The other part relished their terror.

They’re here to kill your friends, it said. Kill them first.

She dropped into the chasm.

The second her feet touched the ground, the soldiers slunk back. The ones who could run, did. Several others tried to rush past her and lost most – if not all – of their life force.

For a moment, she enjoyed it.

Then she heard someone order, “Drop the rocks!” followed by a rumbling.

The rock walls shook. The Reguallian soldiers screamed and pushed even more desperately. Something like thunder sounded from deep in the mountain path.

It’s a trap, she realized, and ran.

The doomed Reguallians blocked the way on the ground, but no matter.

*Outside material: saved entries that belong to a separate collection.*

//! Wiring: build stores, queues and handlers from `Config`.

use std::sync::Arc;

use anyhow::Context;
use serde::Deserialize;
use taskline_core::app::{TaskService, WorkerHandler};
use taskline_core::config::{Config, QueueBackend};
use taskline_core::impls::{
    InMemoryDeliveryQueue, SqliteDeliveryQueue, SqliteTaskStore, SummaryProcessor,
};
use taskline_core::ports::{Clock, Delivery, DeliveryQueue, SystemClock, TaskStore};

pub struct Components {
    pub store: Arc<dyn TaskStore>,
    pub queue: Arc<dyn DeliveryQueue>,
    pub clock: Arc<dyn Clock>,
}

impl Components {
    pub async fn open(config: &Config) -> anyhow::Result<Self> {
        let store = SqliteTaskStore::open(&config.database_path)
            .await
            .with_context(|| {
                format!(
                    "failed to open task store at {}",
                    config.database_path.display()
                )
            })?;

        let queue: Arc<dyn DeliveryQueue> = match config.queue_backend {
            QueueBackend::Sqlite => Arc::new(
                SqliteDeliveryQueue::open(&config.database_path, config.visibility_timeout)
                    .await
                    .context("failed to open sqlite delivery queue")?,
            ),
            QueueBackend::Memory => Arc::new(InMemoryDeliveryQueue::new(config.visibility_timeout)),
        };

        tracing::info!(
            database = %config.database_path.display(),
            queue = queue.backend(),
            "components ready"
        );
        Ok(Self {
            store: Arc::new(store),
            queue,
            clock: Arc::new(SystemClock),
        })
    }

    pub fn service(&self) -> TaskService {
        TaskService::new(self.store.clone(), self.queue.clone(), self.clock.clone())
    }

    pub fn worker_handler(&self, config: &Config) -> Arc<WorkerHandler> {
        let processor = Arc::new(SummaryProcessor::new(self.clock.clone()));
        Arc::new(
            WorkerHandler::new(self.store.clone(), processor, self.clock.clone())
                .with_process_timeout(config.process_timeout),
        )
    }
}

/// Queue-trigger event: `{"Records": [{"body": "...", "receiptHandle": "..."}]}`.
#[derive(Debug, Deserialize)]
pub struct QueueEvent {
    #[serde(rename = "Records", default)]
    pub records: Vec<Delivery>,
}

impl QueueEvent {
    /// Serde would also accept a JSON array for a struct, so only objects pass.
    pub fn parse(raw: &str) -> anyhow::Result<Self> {
        let value: serde_json::Value =
            serde_json::from_str(raw).context("invalid queue event JSON")?;
        if !value.is_object() {
            anyhow::bail!("queue event must be a JSON object with a `Records` array");
        }
        serde_json::from_value(value).context("invalid queue event")
    }
}

#[cfg(test)]
mod tests {
    use super::*;

    #[test]
    fn parses_trigger_event_and_ignores_extra_fields() {
        let raw = r#"{
            "Records": [
                {"messageId": "m1", "receiptHandle": "rh-1", "body": "{\"task_id\": 1, \"title\": \"t\"}"},
                {"body": "not json"}
            ]
        }"#;
        let event = QueueEvent::parse(raw).unwrap();
        assert_eq!(event.records.len(), 2);
        assert_eq!(event.records[0].receipt.as_str(), "rh-1");
        assert!(event.records[1].receipt.is_empty());
    }

    #[test]
    fn missing_records_is_an_empty_batch() {
        assert!(QueueEvent::parse("{}").unwrap().records.is_empty());
    }

    #[test]
    fn non_object_events_are_rejected() {
        for raw in ["[]", r#"[{"body": "x"}]"#, "null", "3", "not json"] {
            assert!(QueueEvent::parse(raw).is_err(), "{raw}");
        }
    }

    #[tokio::test]
    async fn open_creates_database_file() {
        let dir = tempfile::tempdir().unwrap();
        let config = Config {
            database_path: dir.path().join("tasks.db"),
            ..Config::default()
        };
        let components = Components::open(&config).await.unwrap();
        assert_eq!(components.queue.backend(), "sqlite");
        assert!(config.database_path.exists());

        let task = components.service().create("t", None).await.unwrap();
        let batch = components
            .queue
            .receive(1, std::time::Duration::ZERO)
            .await
            .unwrap();
        let summary = components
            .worker_handler(&config)
            .handle_batch(&batch)
            .await;
        assert_eq!(summary.processed(), vec![task.id]);
    }
}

Remembering Xopil’s line game trick, she jumped onto one’s shoulder and ran on top of the men, bouncing from shoulder to helmet to rock wall. Like a desperate, glowing frog.

By now she could make out exactly what the Reguallian men were screaming, crying, begging: “Let us out! Let us out!”

She flew over their heads until she was out. She dropped and landed hard behind the Ghuran line, her momentum rolling her forward until she was face-first in the dirt.

She cringed as the screams cut off; the bodies squished under the weight of hundreds of boulders. The Ghura scrambled back, clearing the site of the avalanche. Eventually, the rocks stopped coming, and there was nothing but dust in the air.